Inspections, Compliance, Enforcement, and Criminal Investigations
K & T Oriental Imports 18-Sep-03
Department of Health and Human Services
Public Health Service
September 18, 2003
RETURN RECEIPT REQUESTED
Mr. Kazuya Kurokawa, President
K & T Oriental Imports
9256 Markville Drive
Dallas, Texas 75243
Dear Mr. Kurokawa:
We inspected your firm, K & T Oriental Imports, located at 9256 Markville Drive, Dallas, Texas, on July 9-14, 2003. We have found that you have serious deviations from the seafood Hazard Analysis and Critical Control Points (HACCP) Regulations Title 21, Code of Federal Regulations, Part 123 (21 CFR Part 123). In accordance with 21 CFR 123.6(g), failure of a processor to have and implement a HACCP plan that complies with this section or otherwise operate in accordance with the requirements of this part, renders the fishery products adulterated within the meaning of Section 402(a)(4) of the Federal Food, Drug, and Cosmetic Act (the Act), 21 U.S.C. 342(a)(4). Accordingly your fresh, vacuum packed Yellowtail, fresh Flounder, and fresh Tuna are adulterated, in that the fresh, vacuum packed Yellowtail, fresh Flounder, and fresh Tuna have been prepared, packed, or held under insanitary conditions whereby they may have become contaminated with filth, or whereby they may have been rendered injurious to health. you may find the Act and the Seafood HACCP Regulations through links in FDA’s home page at www.fda.gov.
The deviations were as follows:
1. You must conduct a hazard analysis to determine whether there are food safety hazards that are reasonably likely to occur and have a HACCP plan that, at a minimum lists the critical control points, to comply with 21 CFR 123.6(a) and (c)(2). A critical control point is defined in 21 CFR 123.3(b) as a “point, step, or procedure in a food process at which control can be applied and a food safety hazard can as a result be prevented, eliminated, or reduced to acceptable levels.” However, your firm’s HACCP plan for fresh, vacuum packed Yellowtail does not list the critical control point of 38° Fahrenheit temperature for controlling the food safety hazard of potential growth and toxin formation of Clostridium botulinum and your firm’s HACCP plan for fresh Flounder does not list the critical control point of freezing for’ controlling the food safety hazard of potential parasites.

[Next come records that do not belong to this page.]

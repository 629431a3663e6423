//! The current scope label and the live-allocation table.

use std::collections::hash_map::Entry;
use std::collections::HashMap;
use std::sync::{Arc, Mutex, RwLock};

use once_cell::sync::Lazy;

use crate::ERR_POISONED_LOCK;

// The scope is process-wide by design: the intended use is annotating a
// phase of the program, not a thread.  Writers swap in a fresh immutable
// string; readers clone the Arc, so a concurrent allocation sees either
// the old or the new label, never a torn one.
static SCOPE: Lazy<RwLock<Arc<str>>> = Lazy::new(|| RwLock::new(Arc::from("")));

pub(crate) fn current_scope() -> Arc<str> {
    Arc::clone(&SCOPE.read().expect(ERR_POISONED_LOCK))
}

pub(crate) fn replace_scope(label: &str) {
    *SCOPE.write().expect(ERR_POISONED_LOCK) = Arc::from(label);
}

#[derive(Default)]
struct Maps {
    by_addr: HashMap<usize, (Arc<str>, usize)>,
    by_scope: HashMap<Arc<str>, usize>,
}

/// Live allocations keyed by address, plus per-scope live totals.  Both
/// maps mutate under one mutex; the lock covers map operations only, never
/// I/O or a call into the real allocator.
pub(crate) struct AllocationTable {
    maps: Mutex<Maps>,
}

impl AllocationTable {
    pub(crate) fn new() -> AllocationTable {
        AllocationTable {
            maps: Mutex::new(Maps::default()),
        }
    }

    /// Record a live allocation of `size` bytes at `addr`, attributed to
    /// `scope`.  Returns false when `addr` is already present; both maps
    /// are then left untouched and the caller reports the duplicate.
    pub(crate) fn add(&self, addr: usize, scope: Arc<str>, size: usize) -> bool {
        let mut maps = self.maps.lock().expect(ERR_POISONED_LOCK);
        let Maps { by_addr, by_scope } = &mut *maps;
        match by_addr.entry(addr) {
            Entry::Occupied(_) => false,
            Entry::Vacant(slot) => {
                *by_scope.entry(Arc::clone(&scope)).or_insert(0) += size;
                slot.insert((scope, size));
                true
            }
        }
    }

    /// Remove the record for `addr` and subtract its size from the owning
    /// scope, clamping at zero.  The scope key stays in the map so its
    /// time-series line remains continuous.  Unknown addresses (bootstrap
    /// memory, pre-init allocations) are ignored.
    pub(crate) fn remove(&self, addr: usize) {
        let mut maps = self.maps.lock().expect(ERR_POISONED_LOCK);
        let Maps { by_addr, by_scope } = &mut *maps;
        let Some((scope, size)) = by_addr.remove(&addr) else {
            return;
        };
        if let Some(total) = by_scope.get_mut(&scope) {
            *total = total.saturating_sub(size);
        }
    }

    /// Make sure `scope` has an entry in the totals, starting at zero.
    /// Called when a scope label is set, so its time-series line exists
    /// from the moment of declaration even if it never allocates.
    pub(crate) fn declare_scope(&self, scope: Arc<str>) {
        let mut maps = self.maps.lock().expect(ERR_POISONED_LOCK);
        maps.by_scope.entry(scope).or_insert(0);
    }

    /// Copy of the per-scope totals.  This is the sampler's only read path.
    pub(crate) fn extents(&self) -> HashMap<Arc<str>, usize> {
        self.maps.lock().expect(ERR_POISONED_LOCK).by_scope.clone()
    }

    pub(crate) fn clear(&self) {
        let mut maps = self.maps.lock().expect(ERR_POISONED_LOCK);
        maps.by_addr.clear();
        maps.by_scope.clear();
    }

    #[cfg(test)]
    fn contains_addr(&self, addr: usize) -> bool {
        self.maps
            .lock()
            .expect(ERR_POISONED_LOCK)
            .by_addr
            .contains_key(&addr)
    }

    #[cfg(test)]
    fn force_scope_total(&self, scope: &str, total: usize) {
        self.maps
            .lock()
            .expect(ERR_POISONED_LOCK)
            .by_scope
            .insert(Arc::from(scope), total);
    }
}
//! Configuration for the bridge client.

use std::path::Path;
use std::time::Duration;

use serde::{Deserialize, Serialize};

use chatbridge_core::{BackoffPolicy, ClientConfig, DEFAULT_COMMANDS, DEFAULT_URL, MAX_FRAME_SIZE};
use chatbridge_core::{BlockPos, BridgeError, PlayerState, Position, Rotation, SessionConfig};

/// Top-level configuration loaded from a TOML file.
#[derive(Debug, Clone, Default, Serialize, Deserialize)]
#[serde(default)]
pub struct BridgeConfig {
    /// Endpoint settings.
    pub network: NetworkConfig,
    /// Sampling and command settings.
    pub session: SessionSettings,
    /// Reconnect delays.
    pub backoff: BackoffConfig,
    /// Console host world state.
    pub host: HostConfig,
    /// Logging settings.
    pub logging: LoggingConfig,
}

/// Network configuration.
#[derive(Debug, Clone, Serialize, Deserialize)]
#[serde(default)]
pub struct NetworkConfig {
    /// WebSocket endpoint of the control process.
    pub url: String,
    /// Shared secret; empty means none.
    pub secret: String,
    /// Largest inbound frame accepted, in bytes.
    pub max_frame_bytes: usize,
}

/// Session configuration.
#[derive(Debug, Clone, Serialize, Deserialize)]
#[serde(default)]
pub struct SessionSettings {
    /// Milliseconds between state snapshots.
    pub state_interval_ms: u64,
    /// Chat command verbs forwarded to the control process.
    pub commands: Vec<String>,
}

/// Reconnect backoff.
#[derive(Debug, Clone, Serialize, Deserialize)]
#[serde(default)]
pub struct BackoffConfig {
    pub initial_ms: u64,
    pub max_ms: u64,
}

/// Fixed world state reported by the console host.
#[derive(Debug, Clone, Serialize, Deserialize)]
#[serde(default)]
pub struct HostConfig {
    /// Player position `[x, y, z]`.
    pub position: [f64; 3],
    /// Player rotation `[yaw, pitch]`.
    pub rotation: [f64; 2],
    /// Block under the crosshair `[x, y, z]`, if any.
    pub looking_at: Option<[i32; 3]>,
}

/// Logging settings.
#[derive(Debug, Clone, Serialize, Deserialize)]
#[serde(default)]
pub struct LoggingConfig {
    /// Log level: "trace", "debug", "info", "warn", "error".
    pub level: String,
}

// ── Defaults ─────────────────────────────────────────────────────

impl Default for NetworkConfig {
    fn default() -> Self {
        Self {
            url: DEFAULT_URL.into(),
            secret: String::new(),
            max_frame_bytes: MAX_FRAME_SIZE,
        }
    }
}

impl Default for SessionSettings {
    fn default() -> Self {
        Self {
            state_interval_ms: 125,
            commands: DEFAULT_COMMANDS.iter().map(|c| c.to_string()).collect(),
        }
    }
}

impl Default for BackoffConfig {
    fn default() -> Self {
        let policy = BackoffPolicy::default();
        Self {
            initial_ms: policy.initial.as_millis() as u64,
            max_ms: policy.max.as_millis() as u64,
        }
    }
}

impl Default for HostConfig {
    fn default() -> Self {
        Self {
            position: [0.5, 64.0, 0.5],
            rotation: [0.0, 0.0],
            looking_at: None,
        }
    }
}

impl Default for LoggingConfig {
    fn default() -> Self {
        Self {
            level: "info".into(),
        }
    }
}

// ── Loading ──────────────────────────────────────────────────────

impl BridgeConfig {
    /// Load configuration from a TOML file.
    ///
    /// Returns `Ok(None)` when the file does not exist. Runs before
    /// logging is set up, so the caller reports the outcome.
    pub fn load(path: &Path) -> Result<Option<Self>, BridgeError> {
        let contents = match std::fs::read_to_string(path) {
            Ok(contents) => contents,
            Err(e) if e.kind() == std::io::ErrorKind::NotFound => return Ok(None),
            Err(e) => return Err(e.into()),
        };
        Self::parse(&contents).map(Some)
    }

    /// Parse configuration from TOML text; missing keys keep defaults.
    pub fn parse(text: &str) -> Result<Self, BridgeError> {
        toml::from_str(text).map_err(|e| BridgeError::Config(e.message().to_string()))
    }

    /// Convert network and backoff settings into a `ClientConfig`.
    pub fn to_client_config(&self) -> ClientConfig {
        let initial = Duration::from_millis(self.backoff.initial_ms.max(1));
        ClientConfig {
            max_frame_size: self.network.max_frame_bytes.max(1024),
            backoff: BackoffPolicy {
                initial,
                max: Duration::from_millis(self.backoff.max_ms).max(initial),
            },
            ..ClientConfig::new(&self.network.url, &self.network.secret)
        }
    }

    /// Convert session settings into a `SessionConfig`.
    pub fn to_session_config(&self) -> SessionConfig {
        SessionConfig {
            state_interval: Duration::from_millis(self.session.state_interval_ms),
            commands: self.session.commands.clone(),
        }
    }
}

impl HostConfig {
    /// The fixed player state this config describes.
    pub fn player_state(&self) -> PlayerState {
        let [x, y, z] = self.position;
        let [yaw, pitch] = self.rotation;
        PlayerState {
            position: Position { x, y, z },
            rotation: Rotation { yaw, pitch },
        }
    }

    pub fn targeted_block(&self) -> Option<BlockPos> {
        self.looking_at.map(|[x, y, z]| BlockPos { x, y, z })
    }
}

// ── Tests ────────────────────────────────────────────────────────
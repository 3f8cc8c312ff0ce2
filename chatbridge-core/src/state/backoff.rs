//! Reconnect backoff.
//!
//! The delay starts at the floor, doubles after every wait and is
//! capped at the maximum. Reaching the handshake resets it.

use std::time::Duration;

/// Floor and cap of the reconnect delay.
#[derive(Debug, Clone, Copy, PartialEq, Eq)]
pub struct BackoffPolicy {
    pub initial: Duration,
    pub max: Duration,
}

impl Default for BackoffPolicy {
    fn default() -> Self {
        Self {
            initial: Duration::from_millis(500),
            max: Duration::from_secs(5),
        }
    }
}

/// Running backoff state for one client lifecycle.
#[derive(Debug, Clone)]
pub struct Backoff {
    policy: BackoffPolicy,
    current: Duration,
}

impl Backoff {
    pub fn new(policy: BackoffPolicy) -> Self {
        Self {
            policy,
            current: policy.initial,
        }
    }

    /// The delay the next wait would use.
    pub fn current(&self) -> Duration {
        self.current
    }

    /// Return the delay to wait now and advance to the next one.
    pub fn next_delay(&mut self) -> Duration {
        let delay = self.current;
        self.current = (self.current * 2).min(self.policy.max);
        delay
    }

    /// Back to the floor after a successful handshake.
    pub fn reset(&mut self) {
        self.current = self.policy.initial;
    }
}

2. You must have a HACCP plan that at a minimum lists the critical limits that must be met, to comply with 21 CFR 123.6(c)(3). A critical limit is defined in 21 CFR 123.3(c) as “the maximum or minimum value to which a physical, biological, or chemical parameter must be controlled at a critical control point to prevent, eliminate, or reduce to an acceptable level the occurrence of the identified food safety hazard.” However, your firm’s HACCP plan for fresh, vacuum packed Yellowtail does not list the critical limit at 38° Fahrenheit, a critical control point to control potential growth and toxin formation of Clostridium botulinum. Your firm’s HACCP plan for Tuna fists a critical limit of 40° Fahrenheit, but your firm accepts Tuna at 48° Fahrenheit, a critical control point that is not adequate to control histamine forming bacteria.
3. You must take corrective action when a deviation from a critical limit occurs, to comply with 21 CFR 123.7(a). Sections 123.7(b) and (c) require that the utilized corrective action ensures that no product enters commerce that is either injurious to health or is otherwise adulterated as a result of the deviation and that the cause of the deviation is corrected. However, your firm did not take a corrective action to control the receiving temperatures at the critical limit of 38° Fahrenheit for fresh, vacuum packed Yellowtail when the actual receiving temperature was 42° Fahrenheit for fresh, vacuum packed Yellowtail. In addition, the temperature exposure indicator tags in use could only detect temperature abuse beginning at 41° Fahrenheit and the tags displayed moderate to prolonged temperature abuse.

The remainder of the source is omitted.